第14話 新装備

「また来たのかオマエは! 変なモンは竜翼競艇機スカイ・ボートにつけないってあれほど言っただろ!」


「違うって! 今日はそんな頼みじゃないよ! ちょっとは話を聞いてくれって!」



 製造部資材調達班の新設小屋に訪れたボクは、危うくテオスに門前払いされそうになる。まずはよこしまな考えがない事を言葉に出した。



 なんだよぅ! ……せっかく親切心で来たってのに! 



『マクリー砲発射装置案』がそんなに嫌だったのか、胡散臭そうな目でボクを見るテオスに、「『モン・フェリヴィント』イメージアップ大作戦」の概要を話し始めた。



 そしてここで詳しく説明する事と言えば。



「なるほどなぁ……空賊を捕まえるために、人翼滑空機スカイ・グライダーの風の飛礫つぶての発射口の改造か」


「そうなんだよ。三方向に同時発射できる、なるべく小さい発射口を作って欲しいんだ」



 そう。拡散三点バーストだ。これならば空賊のパイロットを失神させる事なく、ましてや機体を大破する事なく、人翼滑空機スカイ・グライダーの翼を効率よく傷つけて航行不能にできる。それに小さな風の飛礫つぶての三発なら、通常の攻撃よりも断然に加護の力がセーブされる。その分戦闘時間だって延びるはずだ。

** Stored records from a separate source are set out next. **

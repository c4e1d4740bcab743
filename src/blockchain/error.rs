// src/blockchain/error.rs
//! Errors surfaced by the chain connection.

use thiserror::Error;
use tokio_tungstenite::tungstenite;

/// Failure of a round trip to the chain endpoint.
#[derive(Debug, Error)]
pub enum ChainError {
    /// The WebSocket could not be opened or failed mid-flight.
    #[error("WebSocket transport error: {0}")]
    Transport(#[from] tungstenite::Error),

    /// The node answered with a JSON-RPC error object.
    #[error("RPC error {code}: {message}")]
    Rpc { code: i64, message: String },

    /// The node answered with JSON we could not map onto the expected type.
    #[error("Failed to decode RPC payload: {0}")]
    Decode(#[from] serde_json::Error),

    /// A storage entry was not valid hex or did not SCALE decode.
    #[error("Malformed storage entry: {0}")]
    Storage(String),

    /// The connection was closed before a reply arrived.
    #[error("Connection to the chain endpoint is closed")]
    ConnectionClosed,
}
// src/blockchain/mod.rs
//! Chain access.
//!
//! [`ChainApi`] is the seam between the verification pipeline and the
//! network: the pipeline only ever talks to a `dyn ChainApi`, and
//! [`kilt_client::KiltClient`] implements it over a WebSocket JSON-RPC
//! connection.

pub mod chain_storage;
pub mod error;
#[cfg(any(test, feature = "test-util"))]
pub mod in_memory;
pub mod kilt_client;
pub mod rpc_client;

use crate::models::attestation::Attestation;
use crate::models::did::{Did, DidResolution};
use async_trait::async_trait;
pub use error::ChainError;

/// A web3 name together with the DID owning it and its resolution.
#[derive(Debug, Clone, PartialEq)]
pub struct LinkedIdentity {
    pub web3_name: String,
    pub did: String,
    pub resolution: DidResolution,
}

/// Read-only queries the verification pipeline needs from the chain.
///
/// Every call is a single round trip. `Ok(None)` means the chain has no
/// record for the key; `Err` means the round trip itself failed.
#[async_trait]
pub trait ChainApi: Send + Sync {
    /// Looks up the DID owning `web3_name`.
    async fn web3_name_owner(&self, web3_name: &str) -> Result<Option<String>, ChainError>;

    /// Resolves a DID to its document.
    async fn resolve_did(&self, did: &Did) -> Result<Option<DidResolution>, ChainError>;

    /// Resolves a web3 name, its owner and the owner's document in one call.
    async fn resolve_web3_name(
        &self,
        web3_name: &str,
    ) -> Result<Option<LinkedIdentity>, ChainError>;

    /// Fetches the attestation stored under a credential root hash.
    async fn attestation(&self, root_hash: &str) -> Result<Option<Attestation>, ChainError>;

    /// Closes the connection. Later queries fail with [`ChainError::ConnectionClosed`].
    async fn disconnect(&self) -> Result<(), ChainError>;
}
// src/settings.rs
//! Runtime settings.
//!
//! Layered with the `config` crate, later layers winning:
//! 1. built-in defaults
//! 2. `credential-check.toml` in the working directory, or the file given on
//!    the command line
//! 3. `CREDCHECK_*` environment variables, `__` separating nested keys
//!    (e.g. `CREDCHECK_RPC_METHODS__DID_QUERY`)

use crate::blockchain::kilt_client::{RpcMethods, DEFAULT_ENDPOINT};
use crate::services::endpoint_selector::{MatchMode, KILT_PUBLISHED_CREDENTIAL_COLLECTION_V1_TYPE};
use crate::services::identity_resolver::ResolutionStrategy;
use crate::services::pipeline::PipelineOptions;
use crate::storage::collection_fetcher::DEFAULT_IPFS_GATEWAY;
use config::{Config, ConfigError, Environment, File};
use serde::{Deserialize, Serialize};
use std::path::Path;
use std::time::Duration;

const ENV_PREFIX: &str = "CREDCHECK";
const DEFAULT_FILE: &str = "credential-check";

#[derive(Debug, Clone, PartialEq, Eq, Serialize, Deserialize)]
pub struct Settings {
    /// WebSocket URL of the chain node
    pub endpoint_address: String,
    /// Service type of the collection endpoint
    pub endpoint_type: String,
    pub match_mode: MatchMode,
    pub resolution_strategy: ResolutionStrategy,
    /// Gateway `ipfs://` URLs are fetched through
    pub ipfs_gateway: String,
    /// Collection fetch timeout; unset leaves it to the HTTP client
    #[serde(default)]
    pub fetch_timeout_secs: Option<u64>,
    pub rpc_methods: RpcMethods,
}

impl Default for Settings {
    fn default() -> Self {
        Self {
            endpoint_address: DEFAULT_ENDPOINT.to_string(),
            endpoint_type: KILT_PUBLISHED_CREDENTIAL_COLLECTION_V1_TYPE.to_string(),
            match_mode: MatchMode::default(),
            resolution_strategy: ResolutionStrategy::default(),
            ipfs_gateway: DEFAULT_IPFS_GATEWAY.to_string(),
            fetch_timeout_secs: None,
            rpc_methods: RpcMethods::default(),
        }
    }
}

impl Settings {
    /// Loads settings from defaults, a file and the environment.
    ///
    /// # Arguments
    /// * `file` - Settings file that must exist; `None` reads the optional default file
    pub fn load(file: Option<&Path>) -> Result<Self, ConfigError> {
        let file_source = match file {
            Some(path) => File::from(path).required(true),
            None => File::with_name(DEFAULT_FILE).required(false),
        };

        Config::builder()
            .add_source(Config::try_from(&Settings::default())?)
            .add_source(file_source)
            .add_source(
                Environment::with_prefix(ENV_PREFIX)
                    .separator("__")
                    .try_parsing(true),
            )
            .build()?
            .try_deserialize()
    }

    pub fn fetch_timeout(&self) -> Option<Duration> {
        self.fetch_timeout_secs.map(Duration::from_secs)
    }

    pub fn pipeline_options(&self) -> PipelineOptions {
        PipelineOptions {
            endpoint_type: self.endpoint_type.clone(),
            match_mode: self.match_mode,
            strategy: self.resolution_strategy,
        }
    }
}
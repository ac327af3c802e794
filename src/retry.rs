//! Retry classification for transient provisioning failures
//!
//! Provisioning tools fail transiently for reasons outside the stack under
//! test (plugin registry flakiness, connection resets). A [`RetryPolicy`]
//! holds failure signatures that identify those failures from the captured
//! command output, and [`run_with_retries`] re-attempts a command while the
//! retry budget lasts. Failures that match no signature, or that outlive the
//! budget, surface the last attempt's output verbatim.

use std::collections::BTreeMap;
use std::time::Duration;

use regex::Regex;

use crate::common::{Error, Result};

/// A pattern identifying a known-transient failure, paired with a
/// human-readable reason for the retry
#[derive(Debug, Clone)]
pub struct FailureSignature {
    pattern: Regex,
    reason: String,
}

impl FailureSignature {
    /// Compile a signature from pattern text
    ///
    /// The pattern is matched unanchored against the combined stdout/stderr
    /// of a failed attempt ("contains" semantics).
    pub fn new(pattern: &str, reason: &str) -> Result<Self> {
        let pattern = Regex::new(pattern)
            .map_err(|e| Error::invalid_retry_pattern(pattern, &e))?;
        Ok(Self {
            pattern,
            reason: reason.to_string(),
        })
    }

    fn matches(&self, output: &str) -> bool {
        self.pattern.is_match(output)
    }
}

/// The decision for one failed attempt
#[derive(Debug, Clone, PartialEq, Eq)]
pub enum RetryDecision {
    /// Transient failure with budget remaining: sleep `delay`, then re-attempt
    Retry { delay: Duration, reason: String },
    /// Permanent failure or exhausted budget: surface the failure now
    Fail,
}

/// Immutable retry configuration for one scenario
///
/// The policy itself is stateless; attempt counts are tracked by the retry
/// loop, so a policy can be shared by every command a scenario runs.
#[derive(Debug, Clone)]
pub struct RetryPolicy {
    signatures: Vec<FailureSignature>,
    max_retries: u32,
    retry_delay: Duration,
}

impl RetryPolicy {
    /// Build a policy from `pattern -> reason` pairs
    ///
    /// `max_retries` counts additional attempts after the first. An empty
    /// signature map never retries regardless of `max_retries`.
    pub fn new(
        signatures: &BTreeMap<String, String>,
        max_retries: u32,
        retry_delay: Duration,
    ) -> Result<Self> {
        let signatures = signatures
            .iter()
            .map(|(pattern, reason)| FailureSignature::new(pattern, reason))
            .collect::<Result<Vec<_>>>()?;
        Ok(Self {
            signatures,
            max_retries,
            retry_delay,
        })
    }

    /// A policy that never retries
    pub fn no_retries() -> Self {
        Self {
            signatures: Vec::new(),
            max_retries: 0,
            retry_delay: Duration::ZERO,
        }
    }

    /// Decide whether the failed attempt `attempt` (1-based) should be
    /// retried, given its captured output
    pub fn should_retry(&self, output: &str, attempt: u32) -> RetryDecision {
        match self.classify(output) {
            Some(reason) if attempt <= self.max_retries => RetryDecision::Retry {
                delay: self.retry_delay,
                reason: reason.to_string(),
            },
            _ => RetryDecision::Fail,
        }
    }

    /// Classify a failure as transient (returning the matched reason) or
    /// permanent. Signatures are checked in insertion order; the first match
    /// wins.
    fn classify(&self, output: &str) -> Option<&str> {
        self.signatures
            .iter()
            .find(|sig| sig.matches(output))
            .map(|sig| sig.reason.as_str())
    }
}

/// One failed command invocation: combined captured output plus exit code
#[derive(Debug, Clone)]
pub struct CommandFailure {
    pub output: String,
    pub status: Option<i32>,
}

impl CommandFailure {
    /// Convert into the terminal error surfaced to the test report
    pub fn into_error(self) -> Error {
        Error::PermanentProvisioning {
            output: self.output,
            status: self.status,
        }
    }
}

/// Run an operation with bounded retries under `policy`
///
/// Performs at most `max_retries + 1` attempts. Strictly sequential: each
/// attempt runs to completion before a retry decision is made, and the
/// inter-retry delay blocks the scenario. When the budget is exhausted the
/// *last* attempt's output is surfaced verbatim, never a synthesized
/// "max retries exceeded" message.
pub async fn run_with_retries<T, F, Fut>(policy: &RetryPolicy, mut operation: F) -> Result<T>
where
    F: FnMut() -> Fut,
    Fut: std::future::Future<Output = std::result::Result<T, CommandFailure>>,
{
    let mut attempt: u32 = 1;
    loop {
        tracing::debug!(attempt, "running provisioning command");
        match operation().await {
            Ok(value) => return Ok(value),
            Err(failure) => match policy.should_retry(&failure.output, attempt) {
                RetryDecision::Retry { delay, reason } => {
                    tracing::warn!(
                        attempt,
                        delay_secs = delay.as_secs_f64(),
                        %reason,
                        "transient provisioning failure, retrying"
                    );
                    tokio::time::sleep(delay).await;
                    attempt += 1;
                }
                RetryDecision::Fail => return Err(failure.into_error()),
            },
        }
    }
}
//! Configuration file handling
//!
//! Config-file values are defaults only; scenario files and `Options` built
//! in test code always win over them.

use serde::Deserialize;
use std::collections::BTreeMap;
use std::path::PathBuf;

use super::paths::config_path;
use super::Result;

/// Main configuration structure
#[derive(Debug, Deserialize, Default)]
pub struct Config {
    /// Default retry settings applied when a scenario omits them
    #[serde(default)]
    pub retry: RetryDefaults,

    /// Extra retry signatures merged into every policy (pattern -> reason)
    #[serde(default)]
    pub signatures: BTreeMap<String, String>,

    /// Override for the provisioning binary (default: `terraform` from PATH)
    pub binary: Option<PathBuf>,
}

/// Default retry settings in the config file
#[derive(Debug, Deserialize)]
pub struct RetryDefaults {
    /// Additional attempts after the first (0 disables retries)
    #[serde(default = "default_max_retries")]
    pub max_retries: u32,

    /// Seconds to sleep before each retry attempt
    #[serde(default = "default_retry_delay")]
    pub delay_secs: u64,
}

impl Default for RetryDefaults {
    fn default() -> Self {
        Self {
            max_retries: default_max_retries(),
            delay_secs: default_retry_delay(),
        }
    }
}

fn default_max_retries() -> u32 {
    3
}
fn default_retry_delay() -> u64 {
    5
}

impl Config {
    /// Load configuration from the default config file
    ///
    /// Returns default configuration if file doesn't exist
    pub fn load() -> Result<Self> {
        if let Some(path) = config_path() {
            if path.exists() {
                let content = std::fs::read_to_string(&path).map_err(|e| {
                    super::Error::FileRead {
                        path: path.display().to_string(),
                        error: e.to_string(),
                    }
                })?;
                return toml::from_str(&content)
                    .map_err(|e| super::Error::ConfigParse(e.to_string()));
            }
        }
        Ok(Self::default())
    }
}

#[cfg(test)]
mod tests {
    use super::*;

    #[test]
    fn test_defaults() {
        let config = Config::default();
        assert_eq!(config.retry.max_retries, 3);
        assert_eq!(config.retry.delay_secs, 5);
        assert!(config.signatures.is_empty());
        assert!(config.binary.is_none());
    }

    #[test]
    fn test_parse_partial_config() {
        let config: Config = toml::from_str(
            r#"
            [retry]
            max_retries = 1

            [signatures]
            ".*rate limited.*" = "provider API rate limit"
            "#,
        )
        .unwrap();
        assert_eq!(config.retry.max_retries, 1);
        assert_eq!(config.retry.delay_secs, 5);
        assert_eq!(
            config.signatures.get(".*rate limited.*").map(String::as_str),
            Some("provider API rate limit")
        );
    }
}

「あ、でも万が一の事も考えて、今の大きな発射口も残したまま、三方向の発射口も付けて欲しいんだ。できれば戦闘中に切り替えられると便利だね」


「……相変わらずカズキは、俺たちが考えつかない事を考えるな。……分かったよ、やってみるさ。で、何機分、必要なんだ?」


「……全機分」


「は、はぁ? 人翼滑空機スカイ・グライダー全機分って……一体何十機あると思ってんだ!? バカ言ってんんじゃねえよ!」



 ボクはニマっと顔を崩す。ちょっとだけ意地悪い表情を浮かべながらテオスを見た。



「これはヴェルナードさん肝煎りの任務で、多分明日にはエドゥアさんから正式に指令が出ると思うけど」


「ほ、ほ、ホントかよ!?」


「だから少しでも早くテオスさんに伝えておいてあげようかと思って来たんだけど……お節介だったかな?」


「ば、馬鹿野郎! こうしちゃいられねぇ! い、急いで資材の準備と人員を用意しないと……」


 

 手に持った工具を放り出して、テオスは小屋から出て行ってしまった。

 その慌てふためく姿を見て、ほんのちょっとだけ気持ちがスカッとしてしまったボクは、悪い子なんだろうか。


 せっかく教えに来たのにさ、人を疑ったんだから。……これくらいは意地悪く思っても、許されるよね?